Die Ergebnisse wurden zum ersten Mal präsentierte gestern auf der weltweit größten Konferenz Demenz.
"Das ist für mich ein überwältigender Start", sagt Herr Hakansson. "Es ist die erste Studie, die ich in diesem Bereich gemacht haben, und die Ergebnisse sind erstaunlich. Sie zeigen eine sehr starke Korrelation zwischen dieser Art von sozialer Faktor und das Risiko an Demenz zu erkranken."

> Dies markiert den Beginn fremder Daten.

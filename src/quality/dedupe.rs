//! Deduplication of scored elements by (selector, discovery state)

use crate::quality::ScoredElement;
use crate::state::DiscoveryState;
use std::collections::HashSet;

/// Remembers which (selector, state) pairs have been seen
///
/// The first occurrence wins; later duplicates are dropped in arrival order.
#[derive(Debug, Default, Clone)]
pub struct Deduplicator {
    seen: HashSet<(String, DiscoveryState)>,
}

impl Deduplicator {
    pub fn new() -> Self {
        Self::default()
    }

    /// Returns true if the element was not seen before
    pub fn insert(&mut self, element: &ScoredElement) -> bool {
        self.seen.insert(element.dedupe_key())
    }

    /// Keeps unseen elements, returning them and the number dropped
    pub fn filter(&mut self, elements: Vec<ScoredElement>) -> (Vec<ScoredElement>, usize) {
        let before = elements.len();
        let fresh: Vec<ScoredElement> = elements.into_iter().filter(|e| self.insert(e)).collect();
        let dropped = before - fresh.len();
        (fresh, dropped)
    }

    pub fn len(&self) -> usize {
        self.seen.len()
    }

    pub fn is_empty(&self) -> bool {
        self.seen.is_empty()
    }
}

/// Deduplicates a finished list, keeping first occurrences in order
pub fn dedupe_elements(elements: Vec<ScoredElement>) -> Vec<ScoredElement> {
    Deduplicator::new().filter(elements).0
}

#[cfg(test)]
mod tests {
    use super::*;
    use crate::driver::CandidateElement;
    use crate::quality::QualityMetrics;

    fn element(selector: &str, state: DiscoveryState, page: &str) -> ScoredElement {
        ScoredElement::new(
            CandidateElement::new(selector, "button"),
            QualityMetrics {
                uniqueness: 1.0,
                stability: 0.85,
                specificity: 0.8,
                accessibility: 0.2,
            },
            state,
            page,
        )
    }

    #[test]
    fn test_first_occurrence_wins() {
        let elements = vec![
            element("#save", DiscoveryState::Static, "https://a.test/1"),
            element("#save", DiscoveryState::Static, "https://a.test/2"),
            element("#cancel", DiscoveryState::Static, "https://a.test/1"),
        ];
        let result = dedupe_elements(elements);
        assert_eq!(result.len(), 2);
        assert_eq!(result[0].page_url, "https://a.test/1");
        assert_eq!(result[1].selector(), "#cancel");
    }

    #[test]
    fn test_state_is_part_of_identity() {
        let mut dedupe = Deduplicator::new();
        let (fresh, dropped) = dedupe.filter(vec![
            element("#save", DiscoveryState::Static, "p"),
            element("#save", DiscoveryState::Modal, "p"),
        ]);
        assert_eq!(fresh.len(), 2);
        assert_eq!(dropped, 0);

        let (fresh, dropped) = dedupe.filter(vec![element("#save", DiscoveryState::Modal, "q")]);
        assert!(fresh.is_empty());
        assert_eq!(dropped, 1);
        assert_eq!(dedupe.len(), 2);
    }
}
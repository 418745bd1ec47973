//! Scripted driver shared by the integration tests

use async_trait::async_trait;
use selector_scout::config::{CrawlConfig, OutputConfig};
use selector_scout::driver::{BrowserSession, CandidateElement, Driver, DriverAction, SessionOptions};
use selector_scout::{Result, ScoutError};
use std::collections::HashMap;
use std::sync::atomic::{AtomicUsize, Ordering};
use std::sync::{Arc, Mutex};
use std::time::Duration;

/// What a scripted URL does when visited
#[derive(Clone)]
pub enum PageScript {
    /// Loads and exposes candidates with their match counts
    Page(Vec<(CandidateElement, usize)>),
    /// Fails every navigation with a network error
    Unreachable,
}

#[derive(Default)]
pub struct Counters {
    pub opened: AtomicUsize,
    pub closed: AtomicUsize,
    pub navigations: AtomicUsize,
}

/// In-memory driver whose pages are a lookup table
pub struct ScriptedDriver {
    pages: Arc<HashMap<String, PageScript>>,
    pub counters: Arc<Counters>,
    fail_open: bool,
}

impl ScriptedDriver {
    pub fn new(pages: Vec<(&str, PageScript)>) -> Self {
        Self {
            pages: Arc::new(
                pages
                    .into_iter()
                    .map(|(url, script)| (url.to_string(), script))
                    .collect(),
            ),
            counters: Arc::new(Counters::default()),
            fail_open: false,
        }
    }

    /// A driver that can never open a session
    pub fn broken() -> Self {
        let mut driver = Self::new(Vec::new());
        driver.fail_open = true;
        driver
    }

    pub fn opened(&self) -> usize {
        self.counters.opened.load(Ordering::SeqCst)
    }

    pub fn closed(&self) -> usize {
        self.counters.closed.load(Ordering::SeqCst)
    }
}

#[async_trait]
impl Driver for ScriptedDriver {
    fn name(&self) -> &str {
        "scripted"
    }

    async fn open_session(&self, _options: &SessionOptions) -> Result<Box<dyn BrowserSession>> {
        if self.fail_open {
            return Err(ScoutError::Browser("browser failed to launch".to_string()));
        }
        self.counters.opened.fetch_add(1, Ordering::SeqCst);
        Ok(Box::new(ScriptedSession {
            pages: self.pages.clone(),
            counters: self.counters.clone(),
            current: None,
            actions: Arc::new(Mutex::new(Vec::new())),
        }))
    }
}

pub struct ScriptedSession {
    pages: Arc<HashMap<String, PageScript>>,
    counters: Arc<Counters>,
    current: Option<String>,
    actions: Arc<Mutex<Vec<String>>>,
}

impl ScriptedSession {
    fn page(&self) -> Result<&Vec<(CandidateElement, usize)>> {
        let url = self
            .current
            .as_ref()
            .ok_or_else(|| ScoutError::Browser("no page loaded".to_string()))?;
        match self.pages.get(url) {
            Some(PageScript::Page(items)) => Ok(items),
            _ => Err(ScoutError::Browser(format!("nothing scripted for {}", url))),
        }
    }
}

#[async_trait]
impl BrowserSession for ScriptedSession {
    async fn navigate(&mut self, url: &str, _timeout: Duration) -> Result<()> {
        self.counters.navigations.fetch_add(1, Ordering::SeqCst);
        match self.pages.get(url) {
            Some(PageScript::Unreachable) => Err(ScoutError::Network {
                url: url.to_string(),
                message: "connection refused".to_string(),
            }),
            _ => {
                self.current = Some(url.to_string());
                Ok(())
            }
        }
    }

    async fn perform_action(&mut self, action: &DriverAction, _timeout: Duration) -> Result<()> {
        self.actions
            .lock()
            .map_err(|_| ScoutError::Browser("poisoned".to_string()))?
            .push(action.name().to_string());
        Ok(())
    }

    async fn evaluate_selector(&mut self, selector: &str) -> Result<usize> {
        let page = match self.page() {
            Ok(page) => page,
            Err(_) => return Ok(0),
        };
        Ok(page
            .iter()
            .find(|(candidate, _)| candidate.selector == selector)
            .map(|(_, count)| *count)
            .unwrap_or(0))
    }

    async fn extract_candidates(&mut self) -> Result<Vec<CandidateElement>> {
        Ok(self.page()?.iter().map(|(c, _)| c.clone()).collect())
    }

    fn current_url(&self) -> Option<String> {
        self.current.clone()
    }

    async fn screenshot(&mut self) -> Result<Vec<u8>> {
        Ok(Vec::new())
    }

    async fn close(&mut self) -> Result<()> {
        self.counters.closed.fetch_add(1, Ordering::SeqCst);
        Ok(())
    }
}

pub fn button(selector: &str) -> CandidateElement {
    CandidateElement::new(selector, "button").with_text("Go")
}

/// Default config with fast retries and throwaway output paths
pub fn test_config(max_retries: u32) -> CrawlConfig {
    let mut config = CrawlConfig::with_output(OutputConfig {
        database_path: "unused.db".to_string(),
        report_path: "unused.md".to_string(),
        json_path: None,
    });
    config.retry.max_retries = max_retries;
    config.retry.retry_delays_ms = vec![1000, 2000];
    config.browser.navigation_timeout_ms = 2000;
    config.browser.step_timeout_ms = 1000;
    config
}
fn with_first_match<T>(html: &str, selector: &str, f: impl FnOnce(ElementRef) -> T) -> Result<T> {
    let parsed = parse_selector(selector)?;
    let document = Html::parse_document(html);
    let el = document
        .select(&parsed)
        .next()
        .ok_or_else(|| ScoutError::SelectorNotFound {
            selector: selector.to_string(),
        })?;
    Ok(f(el))
}

fn click_target(
    page: &LoadedPage,
    selector: &str,
    values: &HashMap<String, String>,
) -> Result<ClickTarget> {
    let parsed = parse_selector(selector)?;
    let document = Html::parse_document(&page.html);
    let el = document
        .select(&parsed)
        .next()
        .ok_or_else(|| ScoutError::SelectorNotFound {
            selector: selector.to_string(),
        })?;

    if el.value().name() == "a" {
        if let Some(url) = el.value().attr("href").and_then(|h| page.url.join(h).ok()) {
            return Ok(ClickTarget::Link(url));
        }
    }

    if is_submit_control(&el) {
        let form = el
            .ancestors()
            .filter_map(ElementRef::wrap)
            .find(|a| a.value().name() == "form");
        if let Some(form) = form {
            return Ok(ClickTarget::Submit(build_submission(page, form, &el, values)));
        }
    }

    Ok(ClickTarget::Inert)
}

fn is_submit_control(el: &ElementRef) -> bool {
    let kind = el.value().attr("type").map(|t| t.to_ascii_lowercase());
    match el.value().name() {
        "button" => matches!(kind.as_deref(), None | Some("submit")),
        "input" => matches!(kind.as_deref(), Some("submit") | Some("image")),
        _ => false,
    }
}

fn build_submission(
    page: &LoadedPage,
    form: ElementRef,
    submitter: &ElementRef,
    values: &HashMap<String, String>,
) -> FormSubmission {
    let post = form
        .value()
        .attr("method")
        .map(|m| m.eq_ignore_ascii_case("post"))
        .unwrap_or(false);
    let action = form
        .value()
        .attr("action")
        .filter(|a| !a.is_empty())
        .and_then(|a| page.url.join(a).ok())
        .unwrap_or_else(|| page.url.clone());

    let mut fields = Vec::new();
    if let Ok(controls) = Selector::parse("input, select, textarea") {
        for control in form.select(&controls) {
            if let Some(field) = field_value(&control, values) {
                fields.push(field);
            }
        }
    }

    if let Some(name) = submitter.value().attr("name") {
        let value = submitter.value().attr("value").unwrap_or("");
        fields.push((name.to_string(), value.to_string()));
    }

    FormSubmission {
        post,
        action,
        fields,
    }
}
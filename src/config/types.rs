use crate::ErrorKind;
use serde::Deserialize;
use std::time::Duration;

/// Main configuration structure for Selector-Scout
#[derive(Debug, Clone, Deserialize)]
pub struct CrawlConfig {
    #[serde(default)]
    pub browser: BrowserConfig,
    #[serde(default)]
    pub retry: RetryConfig,
    #[serde(default)]
    pub auth: AuthConfig,
    pub output: OutputConfig,
}

impl CrawlConfig {
    /// Builds a configuration with default sections and the given output paths
    pub fn with_output(output: OutputConfig) -> Self {
        Self {
            browser: BrowserConfig::default(),
            retry: RetryConfig::default(),
            auth: AuthConfig::default(),
            output,
        }
    }
}

/// Browser session configuration
#[derive(Debug, Clone, Deserialize)]
pub struct BrowserConfig {
    /// Run the browser without a visible window
    #[serde(default = "default_headless")]
    pub headless: bool,

    /// Extra launch arguments handed to the driver (sandbox flags etc.)
    #[serde(default = "default_browser_args")]
    pub args: Vec<String>,

    /// Timeout for a single page visit (milliseconds)
    #[serde(rename = "navigation-timeout-ms", default = "default_navigation_timeout")]
    pub navigation_timeout_ms: u64,

    /// Timeout for a single auth step or driver action (milliseconds)
    #[serde(rename = "step-timeout-ms", default = "default_step_timeout")]
    pub step_timeout_ms: u64,

    /// Optional user agent override
    #[serde(rename = "user-agent", default)]
    pub user_agent: Option<String>,
}

impl BrowserConfig {
    pub fn navigation_timeout(&self) -> Duration {
        Duration::from_millis(self.navigation_timeout_ms)
    }

    pub fn step_timeout(&self) -> Duration {
        Duration::from_millis(self.step_timeout_ms)
    }
}

impl Default for BrowserConfig {
    fn default() -> Self {
        Self {
            headless: default_headless(),
            args: default_browser_args(),
            navigation_timeout_ms: default_navigation_timeout(),
            step_timeout_ms: default_step_timeout(),
            user_agent: None,
        }
    }
}

/// Retry and backoff configuration for page visits
#[derive(Debug, Clone, Deserialize)]
pub struct RetryConfig {
    /// Maximum number of retries after the first attempt
    #[serde(rename = "max-retries", default = "default_max_retries")]
    pub max_retries: u32,

    /// Delay before each retry; the last value repeats when the list is short
    #[serde(rename = "retry-delays-ms", default = "default_retry_delays")]
    pub retry_delays_ms: Vec<u64>,

    /// Error kinds worth retrying
    #[serde(default = "ErrorKind::default_retryable")]
    pub retryable: Vec<ErrorKind>,
}

impl Default for RetryConfig {
    fn default() -> Self {
        Self {
            max_retries: default_max_retries(),
            retry_delays_ms: default_retry_delays(),
            retryable: ErrorKind::default_retryable(),
        }
    }
}

/// Authentication success detection configuration
#[derive(Debug, Clone, Deserialize)]
pub struct AuthConfig {
    /// URL fragments that indicate the browser is still on a login page
    #[serde(rename = "login-path-tokens", default = "default_login_tokens")]
    pub login_path_tokens: Vec<String>,

    /// Selector that is only present once authenticated
    #[serde(rename = "authenticated-marker", default)]
    pub authenticated_marker: Option<String>,
}

impl Default for AuthConfig {
    fn default() -> Self {
        Self {
            login_path_tokens: default_login_tokens(),
            authenticated_marker: None,
        }
    }
}

/// Output configuration
#[derive(Debug, Clone, Deserialize)]
pub struct OutputConfig {
    /// Path to the SQLite database file
    #[serde(rename = "database-path")]
    pub database_path: String,

    /// Path to the markdown report file
    #[serde(rename = "report-path")]
    pub report_path: String,

    /// Optional path for a JSON copy of the report
    #[serde(rename = "json-path", default)]
    pub json_path: Option<String>,
}

fn default_headless() -> bool {
    true
}

fn default_browser_args() -> Vec<String> {
    vec![
        "--no-sandbox".to_string(),
        "--disable-setuid-sandbox".to_string(),
        "--disable-dev-shm-usage".to_string(),
    ]
}

fn default_navigation_timeout() -> u64 {
    30_000
}

fn default_step_timeout() -> u64 {
    10_000
}

fn default_max_retries() -> u32 {
    2
}

fn default_retry_delays() -> Vec<u64> {
    vec![3_000, 8_000]
}

fn default_login_tokens() -> Vec<String> {
    ["/login", "/signin", "/sign-in", "/auth"]
        .iter()
        .map(|s| s.to_string())
        .collect()
}
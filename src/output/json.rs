//! JSON export of crawl reports

use crate::crawler::CrawlReport;
use crate::output::traits::OutputResult;
use std::fs::File;
use std::io::BufWriter;
use std::path::Path;

/// Writes the full report as pretty-printed JSON
pub fn write_json_report(report: &CrawlReport, output_path: &Path) -> OutputResult<()> {
    let file = File::create(output_path)?;
    serde_json::to_writer_pretty(BufWriter::new(file), report)?;
    Ok(())
}
//! Output error types

use thiserror::Error;

/// Errors that can occur during output operations
#[derive(Debug, Error)]
pub enum OutputError {
    #[error("IO error: {0}")]
    Io(#[from] std::io::Error),

    #[error("Failed to serialize report: {0}")]
    Json(#[from] serde_json::Error),

    #[error("Storage error: {0}")]
    Storage(#[from] crate::storage::StorageError),
}

/// Result type for output operations
pub type OutputResult<T> = Result<T, OutputError>;
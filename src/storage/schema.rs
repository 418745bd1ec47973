//! Database schema definitions
//!
//! This module contains all SQL schema definitions for the Selector-Scout database.

/// SQL schema for the database
pub const SCHEMA_SQL: &str = r#"
-- Track crawl runs
CREATE TABLE IF NOT EXISTS runs (
    id INTEGER PRIMARY KEY AUTOINCREMENT,
    job_id TEXT NOT NULL,
    project_id TEXT,
    started_at TEXT NOT NULL,
    finished_at TEXT NOT NULL,
    config_hash TEXT NOT NULL,
    total_urls INTEGER NOT NULL,
    successful_urls INTEGER NOT NULL,
    elements_found INTEGER NOT NULL,
    authentication_used INTEGER NOT NULL DEFAULT 0,
    status TEXT NOT NULL
);

CREATE INDEX IF NOT EXISTS idx_runs_job ON runs(job_id);

-- Discovered elements, one row per (project, scope, selector, state)
CREATE TABLE IF NOT EXISTS elements (
    id INTEGER PRIMARY KEY AUTOINCREMENT,
    project_id TEXT NOT NULL,
    scope_id TEXT NOT NULL DEFAULT '',
    selector TEXT NOT NULL,
    discovery_state TEXT NOT NULL,
    tag_name TEXT NOT NULL,
    text_content TEXT NOT NULL,
    attributes TEXT NOT NULL,
    page_url TEXT NOT NULL,
    strategy TEXT NOT NULL,
    uniqueness REAL NOT NULL,
    stability REAL NOT NULL,
    specificity REAL NOT NULL,
    accessibility REAL NOT NULL,
    overall_quality REAL NOT NULL,
    quality_band TEXT NOT NULL,
    discovered_at TEXT NOT NULL,
    UNIQUE(project_id, scope_id, selector, discovery_state)
);

CREATE INDEX IF NOT EXISTS idx_elements_project ON elements(project_id);
CREATE INDEX IF NOT EXISTS idx_elements_band ON elements(quality_band);
"#;

/// Initializes the database schema
///
/// # Arguments
///
/// * `conn` - The database connection
///
/// # Returns
///
/// * `Ok(())` - Schema initialized successfully
/// * `Err(rusqlite::Error)` - Failed to initialize schema
pub fn initialize_schema(conn: &rusqlite::Connection) -> Result<(), rusqlite::Error> {
    conn.execute_batch(SCHEMA_SQL)?;
    Ok(())
}
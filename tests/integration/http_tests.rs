//! End-to-end tests of the HTTP driver against wiremock servers

use crate::common::test_config;
use selector_scout::auth::parse_auth_flow;
use selector_scout::crawler::{CrawlJob, CrawlOrchestrator};
use selector_scout::driver::{Driver, HttpDriver};
use selector_scout::quality::CrossPageValidator;
use selector_scout::state::DiscoveryState;
use selector_scout::ErrorKind;
use std::sync::Arc;
use wiremock::matchers::{body_string_contains, header, method, path};
use wiremock::{Mock, MockServer, ResponseTemplate};

const LOGIN_PAGE: &str = r#"<html><body>
<form action="/session" method="post">
  <input type="hidden" name="csrf" value="t0k3n">
  <input id="username" name="username" type="text">
  <input id="password" name="password" type="password">
  <button id="submit" type="submit">Sign in</button>
</form>
</body></html>"#;

const DASHBOARD_PAGE: &str = r#"<html><body>
<nav id="main"><a href="/settings">Settings</a></nav>
<button data-testid="new-order">New order</button>
<button aria-label="Close banner">x</button>
</body></html>"#;

const SETTINGS_PAGE: &str = r#"<html><body>
<nav id="main"><a href="/dashboard">Dashboard</a></nav>
<input name="display-name" type="text">
</body></html>"#;

fn html(body: &str) -> ResponseTemplate {
    ResponseTemplate::new(200)
        .insert_header("content-type", "text/html; charset=utf-8")
        .set_body_string(body)
}

/// Login-walled app: pages need the session cookie set by POST /session
async fn start_app(password: &str) -> MockServer {
    let server = MockServer::start().await;

    Mock::given(method("GET"))
        .and(path("/login"))
        .respond_with(html(LOGIN_PAGE))
        .mount(&server)
        .await;

    Mock::given(method("POST"))
        .and(path("/session"))
        .and(body_string_contains("username=alice"))
        .and(body_string_contains(format!("password={}", password).as_str()))
        .and(body_string_contains("csrf=t0k3n"))
        .respond_with(
            ResponseTemplate::new(303)
                .insert_header("location", "/dashboard")
                .insert_header("set-cookie", "session=abc; Path=/"),
        )
        .mount(&server)
        .await;

    Mock::given(method("POST"))
        .and(path("/session"))
        .respond_with(html(LOGIN_PAGE))
        .with_priority(10)
        .mount(&server)
        .await;

    for (route, body) in [("/dashboard", DASHBOARD_PAGE), ("/settings", SETTINGS_PAGE)] {
        Mock::given(method("GET"))
            .and(path(route))
            .and(header("cookie", "session=abc"))
            .respond_with(html(body))
            .with_priority(1)
            .mount(&server)
            .await;

        Mock::given(method("GET"))
            .and(path(route))
            .respond_with(ResponseTemplate::new(302).insert_header("location", "/login"))
            .with_priority(10)
            .mount(&server)
            .await;
    }

    server
}

fn login_flow(base: &str) -> selector_scout::AuthFlow {
    parse_auth_flow(&format!(
        r##"
id = "mock-app"
login-url = "{base}/login"
authenticated-marker = "nav#main"

[credentials]
username = "alice"
password = "s3cret"

[[steps]]
type = "wait-for"
selector = "#username"

[[steps]]
type = "type"
selector = "#username"
value = "{{username}}"

[[steps]]
type = "type"
selector = "#password"
value = "{{password}}"

[[steps]]
type = "check"
selector = "#remember-me"
optional = true

[[steps]]
type = "click"
selector = "#submit"
"##
    ))
    .unwrap()
}

#[tokio::test]
async fn test_login_then_crawl_with_http_driver() {
    let server = start_app("s3cret").await;
    let base = server.uri();
    let driver: Arc<dyn Driver> = Arc::new(HttpDriver::new());
    let orchestrator = CrawlOrchestrator::new(driver, &test_config(0));

    let job = CrawlJob::new(vec![
        format!("{}/dashboard", base),
        format!("{}/settings", base),
    ])
    .with_auth_flow(login_flow(&base));

    let report = orchestrator.run(&job).await;

    assert!(report.auth_error.is_none(), "{:?}", report.auth_error);
    assert!(report.authentication_used);
    assert_eq!(report.successful_urls, 2);

    let order = report
        .elements
        .iter()
        .find(|e| e.selector() == "[data-testid=\"new-order\"]")
        .expect("test-id button discovered");
    assert_eq!(order.discovery_state, DiscoveryState::AfterLogin);
    assert_eq!(order.page_url, format!("{}/dashboard", base));
    assert_eq!(order.quality_metrics.uniqueness, 1.0);
    assert_eq!(order.quality_metrics.stability, 1.0);

    assert!(report
        .elements
        .iter()
        .any(|e| e.page_url.ends_with("/settings")));
}

#[tokio::test]
async fn test_unreachable_first_url_keeps_login() {
    let server = start_app("s3cret").await;
    Mock::given(method("GET"))
        .and(path("/broken"))
        .respond_with(ResponseTemplate::new(500))
        .mount(&server)
        .await;

    let base = server.uri();
    let driver: Arc<dyn Driver> = Arc::new(HttpDriver::new());
    let orchestrator = CrawlOrchestrator::new(driver, &test_config(0));

    let broken = format!("{}/broken", base);
    let job = CrawlJob::new(vec![
        broken.clone(),
        format!("{}/dashboard", base),
        format!("{}/settings", base),
    ])
    .with_auth_flow(login_flow(&base));

    let report = orchestrator.run(&job).await;

    assert!(report.auth_error.is_none(), "{:?}", report.auth_error);
    assert!(report.authentication_used);
    assert_eq!(report.successful_urls, 2);
    assert_eq!(report.errors_by_url[broken.as_str()].kind, ErrorKind::Network);

    let dashboard: Vec<_> = report
        .elements
        .iter()
        .filter(|e| e.page_url.ends_with("/dashboard"))
        .collect();
    assert!(dashboard
        .iter()
        .any(|e| e.selector() == "[data-testid=\"new-order\"]"));
    assert!(dashboard
        .iter()
        .all(|e| e.discovery_state == DiscoveryState::AfterLogin));
}

#[tokio::test]
async fn test_wrong_password_falls_back_to_public_pages() {
    let server = start_app("a-different-password").await;
    let base = server.uri();
    let driver: Arc<dyn Driver> = Arc::new(HttpDriver::new());
    let orchestrator = CrawlOrchestrator::new(driver, &test_config(0));

    let job = CrawlJob::new(vec![format!("{}/dashboard", base)]).with_auth_flow(login_flow(&base));

    let report = orchestrator.run(&job).await;

    assert!(!report.authentication_used);
    let auth_error = report.auth_error.as_ref().expect("login must fail");
    assert_eq!(auth_error.category, "authentication_error");

    // The unauthenticated visit is redirected to the login form
    assert_eq!(report.successful_urls, 1);
    assert!(report
        .elements
        .iter()
        .all(|e| e.discovery_state == DiscoveryState::Static));
    assert!(report.elements.iter().any(|e| e.selector() == "#username"));
}

#[tokio::test]
async fn test_server_error_is_network_failure() {
    let server = MockServer::start().await;
    Mock::given(method("GET"))
        .and(path("/broken"))
        .respond_with(ResponseTemplate::new(500))
        .expect(2)
        .mount(&server)
        .await;

    let mut config = test_config(1);
    config.retry.retry_delays_ms = vec![10];
    let driver: Arc<dyn Driver> = Arc::new(HttpDriver::new());
    let orchestrator = CrawlOrchestrator::new(driver, &config);

    let url = format!("{}/broken", server.uri());
    let report = orchestrator.run(&CrawlJob::new(vec![url.clone()])).await;

    assert_eq!(report.successful_urls, 0);
    let failure = &report.errors_by_url[url.as_str()];
    assert_eq!(failure.kind, ErrorKind::Network);
    assert!(failure.message.contains("HTTP 500"));
    assert_eq!(failure.attempts, 2);
}

#[tokio::test]
async fn test_cross_page_validation_over_http() {
    let server = MockServer::start().await;
    let pages = [
        ("/one", r#"<nav id="main"></nav><p>one</p>"#),
        ("/two", r#"<nav id="main"></nav><p>two</p>"#),
        ("/three", r#"<p>no nav here</p>"#),
    ];
    for (route, body) in pages {
        Mock::given(method("GET"))
            .and(path(route))
            .respond_with(html(body))
            .mount(&server)
            .await;
    }

    let driver: Arc<dyn Driver> = Arc::new(HttpDriver::new());
    let validator = CrossPageValidator::new(driver, &test_config(0));
    let urls: Vec<String> = ["/one", "/two", "/three"]
        .iter()
        .map(|p| format!("{}{}", server.uri(), p))
        .collect();

    let result = validator.validate_across_pages("nav#main", &urls).await.unwrap();

    assert_eq!(result.total_urls, 3);
    assert_eq!(result.valid_urls, 2);
    assert!(result.unique_on_all_pages);
    assert_eq!(result.average_match_count, 1.0);
    assert_eq!(result.inconsistent_pages, vec![urls[2].clone()]);

    let err = validator
        .validate_across_pages("nav[[", &urls)
        .await
        .unwrap_err();
    assert_eq!(err.kind(), ErrorKind::Validation);
}

#[tokio::test]
async fn test_malformed_urls_do_not_stop_validation() {
    let server = MockServer::start().await;
    Mock::given(method("GET"))
        .and(path("/one"))
        .respond_with(html(r#"<nav id="main"></nav>"#))
        .expect(1)
        .mount(&server)
        .await;

    let driver: Arc<dyn Driver> = Arc::new(HttpDriver::new());
    let validator = CrossPageValidator::new(driver, &test_config(0));
    let one = format!("{}/one", server.uri());
    let urls = vec!["http://[bad".to_string(), one.clone(), "one".to_string()];

    let result = validator.validate_across_pages("nav#main", &urls).await.unwrap();

    assert_eq!(result.total_urls, 3);
    assert_eq!(result.valid_urls, 1);
    assert_eq!(result.match_counts.len(), 1);
    assert_eq!(result.match_counts[0].url, one);
    for bad in ["http://[bad", "one"] {
        let detail = &result.errors_by_url[bad];
        assert_eq!(detail.kind, ErrorKind::Validation);
        assert_eq!(detail.attempts, 0);
    }
}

Die neuen Erkenntnisse basieren auf Daten aus einer finnischen Studie, die insofern einzigartig, als 2.000 Menschen waren im Alter von rund 50 geprüft und wieder 21 Jahre später beruhte. Normalerweise Demenz Forscher einzige Studie späten Leben Einzelpersonen. Frühere Untersuchungen haben gezeigt, dass ein aktiver Lebensstil, sowohl intellektuell als auch sozial, kann das Risiko an Demenz zu erkranken zu verringern, seit ein gemeinsames Leben oft mit erheblichen sozialen und intellektuelle Anregung, war der Punkt der Untersuchung der vorliegenden Studie, ob das Leben mit einem Ehepartner oder einer Partner kann helfen, zur Abwehr von Demenz.
Die Ergebnisse zeigen, dass Menschen mit einem Ehepartner oder Partner in der Lebensmitte eine um 50 Prozent geringeres Risiko an Demenz zu erkranken als Menschen, die alleine lief, auch wenn andere Risikofaktoren wie Alter kontrolliert.
Wie lange ein Mensch gewesen einzigen und aus welchen Gründen auch die Chancen der Entwicklung von Demenz betroffen. Diejenigen, die allein gelebt hatte ihr ganzes erwachsenes Leben lief doppelt so hohes Risiko, während diejenigen, die in der Lebensmitte geschieden waren und blieben anschließend einzelne lief dreimal das Risiko.